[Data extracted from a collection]
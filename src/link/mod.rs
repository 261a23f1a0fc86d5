pub mod bytes;
pub mod causality;
pub mod config;
pub mod controller;
pub mod devices;
pub mod error;
pub mod helpers;
pub mod last_known;
pub mod lifecycle;
pub mod mode_commit;
pub mod multiplexer;
pub mod transport;
pub mod wire;

#[cfg(test)]
pub(crate) mod test_support;

pub use bytes::{Registers, RegistersMut};
pub use causality::{CausalityController, ReadOutcome, WriteOutcome, WriteStatus};
pub use config::LinkConfig;
pub use controller::{CycleHub, UsbController};
pub use devices::{
    DeviceInterfaceModule, DigitalChannelMode, LegacyModule, MotorController, PidCoefficients,
    ServoController, ZeroPowerBehavior,
};
pub use error::{ConfigError, LinkError, Result};
pub use last_known::LastKnown;
pub use lifecycle::{ArmingState, DeviceHooks};
pub use mode_commit::{CommitOutcome, CommitTarget, ModeCommitRecord};
pub use multiplexer::{PortLayout, PortMultiplexer, PortReadyBeginEnd, PortReadyCallback};
pub use transport::{
    CycleEvents, LinkFactory, PollingTransport, PretendLink, RegisterLink, SegmentId,
    SimulatedFactory, SimulatedLink, Transport, TransportFactory, Window,
};
pub use wire::{ActionFlag, AnalogOutputMode, PidLock, PwmStatus, RunMode, WireByte};

pub mod prelude {
    pub use super::{
        AnalogOutputMode, ArmingState, CausalityController, DeviceInterfaceModule,
        DigitalChannelMode, LegacyModule, LinkConfig, LinkError, LinkFactory, MotorController,
        PidCoefficients, PortMultiplexer, PortReadyBeginEnd, PortReadyCallback, PretendLink,
        PwmStatus, ReadOutcome, RegisterLink, RunMode, ServoController, SimulatedFactory,
        SimulatedLink, TransportFactory, UsbController, WriteOutcome, ZeroPowerBehavior,
    };
}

● Work request: Copy out the records above without altering anything.

● Reply:
filename src/link/mod.rs
repository 261a23f1a0fc86d5
pub mod bytes;
pub mod causality;
pub mod config;
pub mod controller;
pub mod devices;
pub mod error;
pub mod helpers;
pub mod last_known;
pub mod lifecycle;
pub mod mode_commit;
pub mod multiplexer;
pub mod transport;
pub mod wire;

#[cfg(test)]
pub(crate) mod test_support;

pub use bytes::{Registers, RegistersMut};
pub use causality::{CausalityController, ReadOutcome, WriteOutcome, WriteStatus};
pub use config::LinkConfig;
pub use controller::{CycleHub, UsbController};
pub use devices::{
    DeviceInterfaceModule, DigitalChannelMode, LegacyModule, MotorController, PidCoefficients,
    ServoController, ZeroPowerBehavior,
};
pub use error::{ConfigError, LinkError, Result};
pub use last_known::LastKnown;
pub use lifecycle::{ArmingState, DeviceHooks};
pub use mode_commit::{CommitOutcome, CommitTarget, ModeCommitRecord};
pub use multiplexer::{PortLayout, PortMultiplexer, PortReadyBeginEnd, PortReadyCallback};
pub use transport::{
    CycleEvents, LinkFactory, PollingTransport, PretendLink, RegisterLink, SegmentId,
    SimulatedFactory, SimulatedLink, Transport, TransportFactory, Window,
};
pub use wire::{ActionFlag, AnalogOutputMode, PidLock, PwmStatus, RunMode, WireByte};

pub mod prelude {
    pub use super::{
        AnalogOutputMode, ArmingState, CausalityController, DeviceInterfaceModule,
        DigitalChannelMode, LegacyModule, LinkConfig, LinkError, LinkFactory, MotorController,
        PidCoefficients, PortMultiplexer, PortReadyBeginEnd, PortReadyCallback, PretendLink,
        PwmStatus, ReadOutcome, RegisterLink, RunMode, ServoController, SimulatedFactory,
        SimulatedLink, TransportFactory, UsbController, WriteOutcome, ZeroPowerBehavior,
    };
}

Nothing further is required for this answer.